Background: Increased apoptosis may induce autoimmune conditions. Apoptosis is induced by binding of death receptor ligands, members of the tumour necrosis factor (TNF) superfamily, to their cognate receptors. The Fas - Fas ligand pathway has been studied extensively in relation to systemic lupus erythematosus (SLE). However, other death pathways are also considered important. TNF related apoptosis inducing ligand ( TRAIL), another ligand of the TNF superfamily, induces apoptosis in sensitive cells. Objective: To assess soluble (s) TRAIL concentrations in sera of SLE patients. Methods: 40 SLE patients were studied ( 20 with active and 20 with inactive disease).

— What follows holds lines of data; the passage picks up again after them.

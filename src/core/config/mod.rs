//! Configuration for the quality engine.
//!
//! One [`EngineConfig`] is built per invocation, validated once, and then
//! shared read-only by every stage.

pub mod validation;

use std::path::PathBuf;
use std::time::Duration;

use serde::{Deserialize, Serialize};

use crate::core::errors::{Result, SuiteError};

pub use validation::{
    validate_bounded_usize, validate_non_negative_f32, validate_positive_u32,
    validate_positive_u64, validate_positive_usize, validate_unit_range,
};

/// Main configuration for a suite quality analysis
#[derive(Debug, Clone, PartialEq, Serialize, Deserialize)]
pub struct EngineConfig {
    /// Minimum cosine similarity for two tests to be reported as a pair (inclusive)
    #[serde(default = "EngineConfig::default_similarity_threshold")]
    pub similarity_threshold: f64,

    /// Run the embedding-based similarity stage
    #[serde(default = "EngineConfig::default_true")]
    pub use_embeddings: bool,

    /// Ask the suggestion provider for optimization advice
    #[serde(default = "EngineConfig::default_true")]
    pub enable_ai_suggestions: bool,

    /// Compare candidate assertion fingerprints against the existing corpus
    #[serde(default = "EngineConfig::default_true")]
    pub check_redundant_tests: bool,

    /// Check candidate imports against the symbol index
    #[serde(default = "EngineConfig::default_true")]
    pub check_outdated_imports: bool,

    /// Time budget for each coverage tool invocation
    #[serde(default = "EngineConfig::default_coverage_timeout_seconds")]
    pub coverage_timeout_seconds: u64,

    /// Report uncovered ranges in addition to the coverage delta
    #[serde(default = "EngineConfig::default_true")]
    pub include_gaps: bool,

    /// Number of prioritized gaps carried in the report
    #[serde(default = "EngineConfig::default_top_gap_count")]
    pub top_gap_count: usize,

    /// Overall deadline for the whole analysis; `None` disables it
    #[serde(default = "EngineConfig::default_analysis_deadline_seconds")]
    pub analysis_deadline_seconds: Option<u64>,

    /// Run baseline and candidate coverage concurrently in separate workspace copies
    #[serde(default)]
    pub isolated_coverage_runs: bool,

    /// Module roots treated as always available, on top of the built-in allowlists
    #[serde(default)]
    pub extra_allowed_modules: Vec<String>,

    /// External provider settings
    #[serde(default)]
    pub provider: ProviderConfig,
}

/// Default implementation for [`EngineConfig`].
impl Default for EngineConfig {
    fn default() -> Self {
        Self {
            similarity_threshold: Self::default_similarity_threshold(),
            use_embeddings: true,
            enable_ai_suggestions: true,
            check_redundant_tests: true,
            check_outdated_imports: true,
            coverage_timeout_seconds: Self::default_coverage_timeout_seconds(),
            include_gaps: true,
            top_gap_count: Self::default_top_gap_count(),
            analysis_deadline_seconds: Self::default_analysis_deadline_seconds(),
            isolated_coverage_runs: false,
            extra_allowed_modules: Vec::new(),
            provider: ProviderConfig::default(),
        }
    }
}

impl EngineConfig {
    const fn default_similarity_threshold() -> f64 {
        0.70
    }

    const fn default_true() -> bool {
        true
    }

    const fn default_coverage_timeout_seconds() -> u64 {
        300
    }

    const fn default_top_gap_count() -> usize {
        5
    }

    #[allow(clippy::unnecessary_wraps)]
    const fn default_analysis_deadline_seconds() -> Option<u64> {
        Some(900)
    }

    /// Load configuration from a YAML file
    pub fn from_yaml_file(path: impl Into<PathBuf>) -> Result<Self> {
        let path = path.into();
        let content = std::fs::read_to_string(&path).map_err(|e| {
            SuiteError::io(format!("Failed to read config file: {}", path.display()), e)
        })?;

        let config: Self = serde_yaml::from_str(&content)?;
        config.validate()?;
        Ok(config)
    }

    /// Save configuration to a YAML file
    pub fn to_yaml_file(&self, path: impl Into<PathBuf>) -> Result<()> {
        let path = path.into();
        let content = serde_yaml::to_string(self)?;
        std::fs::write(&path, content).map_err(|e| {
            SuiteError::io(
                format!("Failed to write config file: {}", path.display()),
                e,
            )
        })
    }

    /// Validate every section of the configuration
    pub fn validate(&self) -> Result<()> {
        if self.similarity_threshold.is_nan() {
            return Err(SuiteError::validation_field(
                "similarity_threshold must be a number",
                "similarity_threshold",
            ));
        }
        validate_unit_range(self.similarity_threshold, "similarity_threshold")?;
        validate_positive_u64(self.coverage_timeout_seconds, "coverage_timeout_seconds")?;
        validate_bounded_usize(self.top_gap_count, 1, 100, "top_gap_count")?;
        if let Some(deadline) = self.analysis_deadline_seconds {
            validate_positive_u64(deadline, "analysis_deadline_seconds")?;
        }
        if self.extra_allowed_modules.iter().any(|m| m.trim().is_empty()) {
            return Err(SuiteError::validation_field(
                "extra_allowed_modules entries must not be empty",
                "extra_allowed_modules",
            ));
        }
        self.provider.validate()
    }

    /// Per-invocation budget for a coverage tool run.
    pub fn coverage_timeout(&self) -> Duration {
        Duration::from_secs(self.coverage_timeout_seconds)
    }

    /// Overall analysis deadline, if one is configured.
    pub fn analysis_deadline(&self) -> Option<Duration> {
        self.analysis_deadline_seconds.map(Duration::from_secs)
    }

    /// Set the similarity threshold
    pub fn with_similarity_threshold(mut self, threshold: f64) -> Self {
        self.similarity_threshold = threshold;
        self
    }

    /// Set the number of gaps carried in the report
    pub fn with_top_gap_count(mut self, count: usize) -> Self {
        self.top_gap_count = count;
        self
    }

    /// Set the overall analysis deadline
    pub fn with_analysis_deadline(mut self, seconds: Option<u64>) -> Self {
        self.analysis_deadline_seconds = seconds;
        self
    }
}

/// Settings for the OpenAI-compatible embedding and chat endpoints
#[derive(Debug, Clone, PartialEq, Serialize, Deserialize)]
pub struct ProviderConfig {
    /// API base URL, overridable with `OPENAI_BASE_URL`
    #[serde(default = "ProviderConfig::default_base_url")]
    pub base_url: String,

    /// Embedding model name
    #[serde(default = "ProviderConfig::default_embedding_model")]
    pub embedding_model: String,

    /// Chat model used for suggestions
    #[serde(default = "ProviderConfig::default_chat_model")]
    pub chat_model: String,

    /// Timeout for each provider request
    #[serde(default = "ProviderConfig::default_request_timeout_seconds")]
    pub request_timeout_seconds: u64,

    /// Retries after a transient failure
    #[serde(default = "ProviderConfig::default_max_retries")]
    pub max_retries: u32,

    /// Sampling temperature for suggestions
    #[serde(default = "ProviderConfig::default_temperature")]
    pub temperature: f32,

    /// Completion token cap for suggestions
    #[serde(default = "ProviderConfig::default_max_tokens")]
    pub max_tokens: u32,
}

/// Default implementation for [`ProviderConfig`].
impl Default for ProviderConfig {
    fn default() -> Self {
        Self {
            base_url: Self::default_base_url(),
            embedding_model: Self::default_embedding_model(),
            chat_model: Self::default_chat_model(),
            request_timeout_seconds: Self::default_request_timeout_seconds(),
            max_retries: Self::default_max_retries(),
            temperature: Self::default_temperature(),
            max_tokens: Self::default_max_tokens(),
        }
    }
}

impl ProviderConfig {
    fn default_base_url() -> String {
        "https://api.openai.com/v1".to_string()
    }

    fn default_embedding_model() -> String {
        "text-embedding-ada-002".to_string()
    }

    fn default_chat_model() -> String {
        "gpt-4o-mini".to_string()
    }

    const fn default_request_timeout_seconds() -> u64 {
        60
    }

    const fn default_max_retries() -> u32 {
        1
    }

    const fn default_temperature() -> f32 {
        0.3
    }

    const fn default_max_tokens() -> u32 {
        2000
    }

    /// Validate provider settings
    pub fn validate(&self) -> Result<()> {
        if self.base_url.trim().is_empty() {
            return Err(SuiteError::validation_field(
                "provider.base_url must not be empty",
                "provider.base_url",
            ));
        }
        validate_positive_u64(self.request_timeout_seconds, "provider.request_timeout_seconds")?;
        validate_positive_u32(self.max_tokens, "provider.max_tokens")?;
        validate_non_negative_f32(self.temperature, "provider.temperature")?;
        if self.max_retries > 5 {
            return Err(SuiteError::validation_field(
                "provider.max_retries must be at most 5",
                "provider.max_retries",
            ));
        }
        Ok(())
    }

    /// Timeout applied to each provider request.
    pub fn request_timeout(&self) -> Duration {
        Duration::from_secs(self.request_timeout_seconds)
    }

    /// Upper bound for one provider call including its retries.
    pub fn call_budget(&self) -> Duration {
        self.request_timeout() * (self.max_retries + 1)
    }
}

Serum sTRAIL concentrations were measured by a solid phase sandwich enzyme linked immunosorbent assay. Levels in SLE patients were compared with those in patients with rheumatoid arthritis (n = 20), Wegener's granulomatosis ( n = 20), and healthy controls ( n = 20). Results: Mean (SEM) serum sTRAIL concentration in SLE patients (936.0 (108.2) pg/ml) was higher than in healthy controls (509.4 (33.8) pg/ml; p< 0.01) or in disease control patients with rheumatoid arthritis (443.8 (36.1) pg/ml, p< 0.001) or Wegener's granulomatosis (357.1 (32.2) pg/ml; p< 0.001). The mean serum sTRAIL concentration was 1010.2 (168.0) pg/ml for patients with inactive disease and 861.8 (138.7) pg/ml for those with active disease. sTRAIL values were not correlated with specific manifestations of the disease, such as leucopenia or lymphopenia, or with SLE disease activity index. Conclusions: Serum sTRAIL concentrations are increased SLE patients. This seems to be disease specific and could indicate a role for TRAIL in SLE pathophysiology.